RPM Banten saat audensi dengan anggota DPRD Kab. Pandeglang, di ruang komisi IV. (Foto: Istimewa).
PANDEGLANG, BANTEN – Relawan Pencegahan Maksiat (RPM) Banten, menggagas deklarasi anti Lesbian, Gay, Biseksual dan Transgender (LGBT), yang akan dilaksanakan secara terbuka pada Rabu (22/7/2026) nanti.
Ketua RPM Provinsi Banten, M. Johan Saputra menegaskan, LGBT merupakan salah satu penyakit yang cepat menular dan sangat merusak moral berbangsa, bernegara dan beragama.
Katanya, masyarakat luas harus tahu dan paham bahaya LGBT tersebut, dan jangan sampai terus menyebar.

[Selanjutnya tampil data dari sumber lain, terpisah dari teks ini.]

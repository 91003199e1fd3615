use builder_app_core::viewmodel::{ProjectsBody, ProjectsViewVm};
use builder_app_core::Route;
use crate::components::{tip, title_band};
use crate::theme::*;
use crate::utils::{cmd_button, list_link, ButtonVariant};
use eframe::egui;
use egui_taffy::bg::simple::{TuiBackground, TuiBuilderLogicWithBackground};
use egui_taffy::taffy::prelude::{auto, length, percent};
use egui_taffy::{taffy, TuiBuilderLogic};

/// Draws one render pass of the projects view. Returns the route of any link
/// the user clicked.
pub fn draw<'a>(tui: impl TuiBuilderLogic<'a>, vm: &ProjectsViewVm) -> Option<Route> {
    let mut navigate = None;

    tui.style(taffy::Style {
        flex_direction: taffy::FlexDirection::Column,
        gap: length(12.0),
        size: percent(1.),
        overflow: taffy::Point {
            x: taffy::Overflow::Hidden,
            y: taffy::Overflow::Scroll,
        },
        min_size: taffy::Size {
            width: length(0.0),
            height: length(0.0),
        },
        ..Default::default()
    })
    .add(|tui| {
        title_band::draw(&mut *tui, vm.title, None);

        tui.style(taffy::Style {
            flex_direction: taffy::FlexDirection::Column,
            gap: length(8.0),
            padding: length(BODY_PADDING),
            size: taffy::Size {
                width: percent(1.),
                height: auto(),
            },
            ..Default::default()
        })
        .add(|tui| {
            tui.style(taffy::Style {
                flex_direction: taffy::FlexDirection::Row,
                justify_content: Some(taffy::JustifyContent::FlexEnd),
                size: taffy::Size {
                    width: percent(1.),
                    height: auto(),
                },
                ..Default::default()
            })
            .add(|tui| {
                if tui
                    .ui(|ui| cmd_button(ui, &vm.create_link.label, ButtonVariant::Primary, true))
                    .clicked()
                {
                    navigate = Some(vm.create_link.route.clone());
                }
            });

            match &vm.body {
                ProjectsBody::Empty(empty) => {
                    tui.style(taffy::Style {
                        flex_direction: taffy::FlexDirection::Row,
                        align_items: Some(taffy::AlignItems::Center),
                        gap: length(6.0),
                        ..Default::default()
                    })
                    .add(|tui| {
                        tui.label(egui::RichText::new(&empty.message).color(COL_TEXT_DIM));
                        if tui
                            .ui(|ui| list_link(ui, &empty.call_to_action.label))
                            .clicked()
                        {
                            navigate = Some(empty.call_to_action.route.clone());
                        }
                    });

                    tip::draw(
                        &mut *tui,
                        "A project connects a plan in your repository to the depot.",
                    );
                }
                ProjectsBody::List(items) => {
                    tui.style(taffy::Style {
                        flex_direction: taffy::FlexDirection::Column,
                        size: taffy::Size {
                            width: percent(1.),
                            height: auto(),
                        },
                        ..Default::default()
                    })
                    .bg_add(
                        TuiBackground::new()
                            .with_background_color(COL_BG)
                            .with_border_color(COL_BORDER)
                            .with_border_width(1.0),
                        |tui| {
                            for (ix, item) in items.iter().enumerate() {
                                tui.id(egui_taffy::tid(("project", ix)))
                                    .style(taffy::Style {
                                        flex_direction: taffy::FlexDirection::Row,
                                        align_items: Some(taffy::AlignItems::Center),
                                        padding: length(10.0),
                                        size: taffy::Size {
                                            width: percent(1.),
                                            height: auto(),
                                        },
                                        ..Default::default()
                                    })
                                    .add(|tui| {
                                        if tui.ui(|ui| list_link(ui, &item.label)).clicked() {
                                            navigate = Some(item.link.route.clone());
                                        }
                                    });
                                if ix + 1 < items.len() {
                                    tui.separator();
                                }
                            }
                        },
                    );
                }
            }
        });
    });

    navigate
}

Oleh karena itu, selain mengedukasi masyarakat juga harus ada gerakan penolakan yang sangat masif.
“LGBT sangat bertentangan dengan ajaran agama, juga prinsip berbangsa dan bernegara. Jadi harus di bumi hanguskan, diberantas, jangan sampai semakin menyebar di masyarakat,” tegas Johan, Senin (20/7/2026).
Menurutnya, sebelumnya pihaknya sudah beraudiensi dengan para anggota DPRD Kabupaten Pandeglang, guna mendapat dukungan secara politis dan pemerintahan, terkait gerakan anti LGBT ini.
Baginya, semua komponen masyarakat harus ikut bergerak bersama melakukan penolakan LGBT. Sehingga, ketika ada gelagat di masyarakat yang mengarah ke sana, dapat langsung ditindak sesuai aturan perundang-undangan yang berlaku.
“Dalam deklarasi anti LGBT itu nanti, selain mengundang unsur DPRD juga mengundang unsur pemerintahan, Forkopimda, Ormas, Organisasi Kepemudaan, serta unsur masyarakat lainnya.
Jadi katanya, pihaknya juga mendesak kepada Pemerintah Daerah (Eksekutif dan Legislatif) untuk membuat Peraturan Daerah (Perda) anti LGBT.
Ditegaskannya pula, LGBT merupakan salah satu tindakan maksiat yang harus mendapat perhatian bersama. Karena, dampaknya akan merugikan semua unsur masyarakat, tak terkecuali.
“Dalam agama Islam, sudah jelas. Termasuk, dalam konteks berbangsa dan bernegara, makanya harus ditegaskan melalui peraturan perundang-undangan,” tuturnya.
Ditegaskannya pula, RPM sangat mendukung Fatwa MUI No. 57 tahun 2014 tentang anti Lesbian, Gay, Sodomi dan Pencabulan, untuk segera disahkan menjadi Undang-undang.
“Kami juga, mendukung Perpres 111 tahun 2025, karena LGBT termasuk ancaman negara non militer. Kami juga meminta kepada kelompok LGBT, untuk segera meninggalkan perbuatan itu dan bertaubat, karena menimbulkan kemadharatan untuk diri sendiri dan orang lain,” paparnya. (Red).